Shiga toxin (Stx)-producing Escherichia coli strains of serogroup O111 are the most frequently isolated non-O157 strains causing outbreaks of gastroenteritis with hemolytic-uremic syndrome. The O111 O-antigen gene cluster had been cloned and about half of it has been sequenced; we have now sequenced the remainder of the gene cluster, which is 12.5 kb in length and which comprises 11 genes. On the basis of sequence similarity, we have identified all the O-antigen genes expected, including five sugar biosynthetic pathway genes, three transferase genes, the O-unit flippase gene, and the O-antigen polymerase gene.
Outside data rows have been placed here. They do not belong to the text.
// SPDX-License-Identifier: MIT

//!
//! Person rows
//!

use crate::{FilledBox, Line, TextOut, colour::Colour};
use mission_timeline_core::{ClippedAssignment, PersonId};
use serde::Serialize;
use std::collections::HashMap;
use std::fmt::Debug;

/// The clipped assignments of one person within a document
#[derive(Debug, Clone, PartialEq)]
pub struct PersonRow<'a> {
    pub person_id: &'a PersonId,
    pub tasks: Vec<&'a ClippedAssignment>,
}

impl PersonRow<'_> {
    /// `phone - name`, taken from the person's first assignment
    pub fn label(&self) -> String {
        match self.tasks.first() {
            Some(task) => format!("{} - {}", task.phone(), task.name()),
            None => String::new(),
        }
    }
}

/// Group clipped assignments by person.  Rows are in order of each person's
/// first appearance, and a person's intervals keep their input order (they
/// are never merged).
pub fn group_by_person(tasks: &[ClippedAssignment]) -> Vec<PersonRow<'_>> {
    let mut rows: Vec<PersonRow> = Vec::new();
    let mut index_of: HashMap<&PersonId, usize> = HashMap::new();
    for task in tasks {
        match index_of.get(task.person_id()) {
            Some(&index) => rows[index].tasks.push(task),
            None => {
                index_of.insert(task.person_id(), rows.len());
                rows.push(PersonRow {
                    person_id: task.person_id(),
                    tasks: vec![task],
                });
            }
        }
    }
    rows
}

/// Information needed to draw one bar
#[derive(Debug, Clone, PartialEq, Serialize)]
pub struct BarOut {
    pub bar: FilledBox,

    /// `None` when the bar is too narrow for its label
    pub label: Option<TextOut>,
}

/// Information needed to draw one person's row
#[derive(Debug, Clone, PartialEq, Serialize)]
pub struct RowOut {
    pub person_id: PersonId,

    /// The slot on the page (0 is the top row)
    pub slot: usize,
    pub colour: Colour,
    pub label: TextOut,
    pub bars: Vec<BarOut>,
    pub separator: Line,
}
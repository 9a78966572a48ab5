use std::path::Path;

use chrono::{DateTime, Utc};
use peercoord_p2p::{LogError, MessageLog};
use sled::{Db, Tree};

/// Durable log of received direct messages, one sled tree per node and hour.
///
/// The tree is named `<peer id><YYMMDDHH>` after the hour the log was opened.
/// Keys are monotonically increasing ids, so iteration returns entries in
/// append order.
pub struct SledMessageLog {
    db: Db,
    tree: Tree,
    name: String,
}

impl SledMessageLog {
    pub fn open<P: AsRef<Path>>(path: P, peer_id: &str) -> sled::Result<Self> {
        Self::open_at(path, peer_id, Utc::now())
    }

    fn open_at<P: AsRef<Path>>(path: P, peer_id: &str, opened: DateTime<Utc>) -> sled::Result<Self> {
        let db = sled::open(path)?;
        let name = format!("{peer_id}{}", opened.format("%y%m%d%H"));
        let tree = db.open_tree(&name)?;
        Ok(Self { db, tree, name })
    }

    pub fn name(&self) -> &str {
        &self.name
    }

    pub fn flush(&self) -> sled::Result<()> {
        self.db.flush()?;
        Ok(())
    }
}

impl MessageLog for SledMessageLog {
    fn append(&self, entry: &[u8]) -> Result<(), LogError> {
        let id = self.db.generate_id().map_err(to_log_error)?;
        self.tree
            .insert(id.to_be_bytes(), entry)
            .map_err(to_log_error)?;
        Ok(())
    }

    fn load(&self) -> Result<Vec<Vec<u8>>, LogError> {
        self.tree
            .iter()
            .values()
            .map(|value| value.map(|v| v.to_vec()).map_err(to_log_error))
            .collect()
    }
}

fn to_log_error(err: sled::Error) -> LogError {
    LogError(err.to_string())
}
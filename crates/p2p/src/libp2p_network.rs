//! libp2p-backed [`Transport`](crate::transport::Transport).
//!
//! A background task owns the swarm (tcp, dns and websocket under noise +
//! yamux, gossipsub,
//! identify, ping, circuit relay client and DCUtR, plus an optional relay
//! server). Callers drive it through a command channel; every command that
//! needs an answer carries a oneshot reply.

use std::collections::{HashMap, HashSet};
use std::str::FromStr;
use std::sync::Arc;
use std::time::Duration;

use anyhow::{anyhow, Result};
use async_trait::async_trait;
use futures::StreamExt;
use libp2p::core::transport::OrTransport;
use libp2p::core::upgrade;
use libp2p::dcutr;
use libp2p::dns;
use libp2p::gossipsub;
use libp2p::identify;
use libp2p::identity;
use libp2p::multiaddr::Protocol;
use libp2p::noise;
use libp2p::ping;
use libp2p::relay;
use libp2p::swarm::behaviour::toggle::Toggle;
use libp2p::swarm::dial_opts::DialOpts;
use libp2p::swarm::{ConnectionId, NetworkBehaviour, Swarm, SwarmEvent};
use libp2p::tcp;
use libp2p::websocket;
use libp2p::yamux;
use libp2p::Transport as _;
use libp2p::{Multiaddr, PeerId};
use parking_lot::Mutex;
use tokio::sync::{mpsc, oneshot, watch};
use tokio::task::JoinHandle;
use tracing::{debug, info, warn};

use crate::transport::{NodeIdentity, PubsubMessage, Transport, TransportError};

/// Configuration for the libp2p network.
#[derive(Debug, Clone)]
pub struct Libp2pConfig {
    /// Addresses to listen on. If empty, the swarm defaults to `/ip4/0.0.0.0/tcp/4001`.
    pub listen_addresses: Vec<Multiaddr>,
    /// Relays on which to request a circuit reservation once connected.
    pub reservation_relays: Vec<Multiaddr>,
    /// Serve circuit relay reservations for other peers.
    pub enable_relay_server: bool,
    /// Optional deterministic identity. If `None`, a new Ed25519 keypair is generated.
    pub identity_keypair: Option<identity::Keypair>,
    /// How long a dial may take before it is reported as failed.
    pub dial_timeout: Duration,
    /// How long [`Transport::resolve_identity`] waits for the first listen address.
    pub startup_timeout: Duration,
    pub protocol_version: String,
    pub agent_version: String,
}

impl Default for Libp2pConfig {
    fn default() -> Self {
        let default_listen = Multiaddr::empty()
            .with(Protocol::Ip4([0, 0, 0, 0].into()))
            .with(Protocol::Tcp(4001));
        Self {
            listen_addresses: vec![default_listen],
            reservation_relays: Vec::new(),
            enable_relay_server: false,
            identity_keypair: None,
            dial_timeout: Duration::from_secs(10),
            startup_timeout: Duration::from_secs(30),
            protocol_version: "/peercoord/1.0.0".to_string(),
            agent_version: format!("peercoord/{}", env!("CARGO_PKG_VERSION")),
        }
    }
}
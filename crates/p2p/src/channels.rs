//! Pubsub channel subscriptions and publishing.
//!
//! Every subscribed channel gets exactly one inbound task. Messages on a
//! channel are handled one after another in delivery order; different
//! channels are handled concurrently.

use crate::transport::{PubsubMessage, Transport};
use crate::CoordError;
use async_trait::async_trait;
use parking_lot::Mutex;
use serde::Serialize;
use serde_json::Value;
use std::collections::HashMap;
use std::sync::Arc;
use tokio::sync::mpsc;
use tokio::task::JoinHandle;
use tracing::{debug, warn};

/// Decoded JSON delivery on a channel.
#[derive(Debug, Clone, PartialEq)]
pub struct InboundEnvelope {
    /// Sender as reported by the transport.
    pub from: String,
    pub channel: String,
    pub envelope: Value,
}

#[async_trait]
pub trait EnvelopeHandler: Send + Sync {
    async fn handle(&self, inbound: InboundEnvelope) -> Result<(), CoordError>;
}

/// Handler for channels whose payload is not JSON, such as the encrypted inbox.
#[async_trait]
pub trait RawMessageHandler: Send + Sync {
    async fn handle(&self, message: PubsubMessage) -> Result<(), CoordError>;
}

enum Subscription {
    Pending,
    Active(JoinHandle<()>),
}

pub struct ChannelManager {
    transport: Arc<dyn Transport>,
    subscriptions: Mutex<HashMap<String, Subscription>>,
}

impl ChannelManager {
    pub fn new(transport: Arc<dyn Transport>) -> Self {
        Self {
            transport,
            subscriptions: Mutex::new(HashMap::new()),
        }
    }

    /// Subscribe to a JSON channel. Returns `Ok(false)` when already subscribed.
    pub async fn subscribe(
        &self,
        channel: &str,
        handler: Arc<dyn EnvelopeHandler>,
    ) -> Result<bool, CoordError> {
        let Some(receiver) = self.open(channel).await? else {
            return Ok(false);
        };
        let name = channel.to_string();
        let task = tokio::spawn(async move {
            drain_envelopes(name, receiver, handler).await;
        });
        self.activate(channel, task);
        Ok(true)
    }

    /// Subscribe without decoding payloads. Returns `Ok(false)` when already subscribed.
    pub async fn subscribe_raw(
        &self,
        channel: &str,
        handler: Arc<dyn RawMessageHandler>,
    ) -> Result<bool, CoordError> {
        let Some(mut receiver) = self.open(channel).await? else {
            return Ok(false);
        };
        let name = channel.to_string();
        let task = tokio::spawn(async move {
            while let Some(message) = receiver.recv().await {
                if let Err(err) = handler.handle(message).await {
                    warn!(channel = %name, error = %err, "Dropped message");
                }
            }
            debug!(channel = %name, "Channel closed");
        });
        self.activate(channel, task);
        Ok(true)
    }

    /// JSON-encode `payload` and publish it on `channel`.
    pub async fn publish<T>(&self, channel: &str, payload: &T) -> Result<(), CoordError>
    where
        T: Serialize + Sync + ?Sized,
    {
        let bytes = serde_json::to_vec(payload)?;
        self.publish_bytes(channel, bytes).await
    }

    pub async fn publish_bytes(&self, channel: &str, bytes: Vec<u8>) -> Result<(), CoordError> {
        self.transport
            .publish(channel, bytes)
            .await
            .map_err(|err| CoordError::Publish {
                topic: channel.to_string(),
                reason: err.to_string(),
            })
    }

    pub fn is_subscribed(&self, channel: &str) -> bool {
        self.subscriptions.lock().contains_key(channel)
    }

    pub fn subscribed_channels(&self) -> Vec<String> {
        let mut channels: Vec<String> = self.subscriptions.lock().keys().cloned().collect();
        channels.sort();
        channels
    }

    /// Abort every channel task.
    pub fn shutdown(&self) {
        for (channel, subscription) in self.subscriptions.lock().drain() {
            if let Subscription::Active(task) = subscription {
                task.abort();
                debug!(channel = %channel, "Unsubscribed");
            }
        }
    }

    /// Reserve `channel` and subscribe through the transport. `None` means
    /// another caller already owns the subscription.
    async fn open(
        &self,
        channel: &str,
    ) -> Result<Option<mpsc::UnboundedReceiver<PubsubMessage>>, CoordError> {
        {
            let mut subscriptions = self.subscriptions.lock();
            if subscriptions.contains_key(channel) {
                return Ok(None);
            }
            subscriptions.insert(channel.to_string(), Subscription::Pending);
        }

        match self.transport.subscribe(channel).await {
            Ok(receiver) => Ok(Some(receiver)),
            Err(err) => {
                self.subscriptions.lock().remove(channel);
                Err(CoordError::Subscribe {
                    topic: channel.to_string(),
                    reason: err.to_string(),
                })
            }
        }
    }

    fn activate(&self, channel: &str, task: JoinHandle<()>) {
        let mut subscriptions = self.subscriptions.lock();
        match subscriptions.get_mut(channel) {
            Some(slot) => *slot = Subscription::Active(task),
            // Shut down while the transport subscription was in flight.
            None => task.abort(),
        }
    }
}

impl Drop for ChannelManager {
    fn drop(&mut self) {
        self.shutdown();
    }
}

async fn drain_envelopes(
    channel: String,
    mut receiver: mpsc::UnboundedReceiver<PubsubMessage>,
    handler: Arc<dyn EnvelopeHandler>,
) {
    while let Some(message) = receiver.recv().await {
        let envelope = match decode_envelope(&message.data) {
            Ok(envelope) => envelope,
            Err(err) => {
                debug!("Failed to parse message on {} from {}: {}", channel, message.from, err);
                continue;
            }
        };
        let inbound = InboundEnvelope {
            from: message.from,
            channel: channel.clone(),
            envelope,
        };
        if let Err(err) = handler.handle(inbound).await {
            warn!(channel = %channel, error = %err, "Dropped envelope");
        }
    }
    debug!(channel = %channel, "Channel closed");
}

/// Parse a JSON payload. Legacy publishers serialize the envelope twice, so a
/// top-level JSON string is decoded once more.
pub fn decode_envelope(data: &[u8]) -> Result<Value, CoordError> {
    match serde_json::from_slice::<Value>(data)? {
        Value::String(inner) => Ok(serde_json::from_str(&inner)?),
        value => Ok(value),
    }
}
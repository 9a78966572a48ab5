//! Join the coordination channel over libp2p and print every announcement seen.
//!
//! ```text
//! cargo run -p peercoord-p2p --example coordination_listener -- /ip4/1.2.3.4/tcp/4001/p2p/Qm...
//! ```

use anyhow::Result;
use peercoord_p2p::{
    Announcement, Libp2pConfig, Libp2pNetwork, Multiaddr, Transport, COORDINATION_CHANNEL,
};
use tokio::signal;
use tracing::{info, warn};

#[tokio::main]
async fn main() -> Result<()> {
    tracing_subscriber::fmt::init();

    let config = Libp2pConfig {
        listen_addresses: vec!["/ip4/0.0.0.0/tcp/0".parse::<Multiaddr>()?],
        agent_version: format!("peercoord-listener/{}", env!("CARGO_PKG_VERSION")),
        ..Libp2pConfig::default()
    };
    let network = Libp2pNetwork::new(config)?;
    let identity = network.resolve_identity().await?;
    info!("Local peer id: {}", identity.peer_id);
    for address in &identity.multiaddrs {
        info!("Reachable at {}", address);
    }

    for address in std::env::args().skip(1) {
        match network.dial(&address).await {
            Ok(()) => info!("Connected to {}", address),
            Err(err) => warn!("Could not dial {}: {}", address, err),
        }
    }

    let mut messages = network.subscribe(COORDINATION_CHANNEL).await?;
    tokio::select! {
        _ = async {
            while let Some(message) = messages.recv().await {
                match serde_json::from_slice::<Announcement>(&message.data) {
                    Ok(announcement) => info!(
                        from = %message.from,
                        node_type = %announcement.node_type,
                        addresses = announcement.ipfs_multiaddrs.len(),
                        "Announcement"
                    ),
                    Err(err) => warn!(from = %message.from, "Unparseable payload: {}", err),
                }
            }
        } => {}
        _ = signal::ctrl_c() => {
            info!("Ctrl+C received; stopping listener");
        }
    }

    network.shutdown();
    Ok(())
}
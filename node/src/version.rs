pub const PEERCOORD_VERSION: &str = env!("CARGO_PKG_VERSION");

/// Wire version advertised in announcements, independent of the crate version.
pub use peercoord_p2p::schema::API_VERSION;

pub fn git_commit_hash() -> &'static str {
    option_env!("GIT_COMMIT_HASH").unwrap_or("unknown")
}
By PCR testing with E. coli strains representing all 166 O-antigen forms, some randomly selected gram-negative bacteria, and Salmonella enterica serovar Adelaide, we showed that four O-antigen genes are highly specific to O111. This work provides the basis for a sensitive test for the rapid detection of E. coli O111. This is important both for decisions related to patient care, because early treatment may reduce the risk of life-threatening complications, and for the detection of sources of contamination.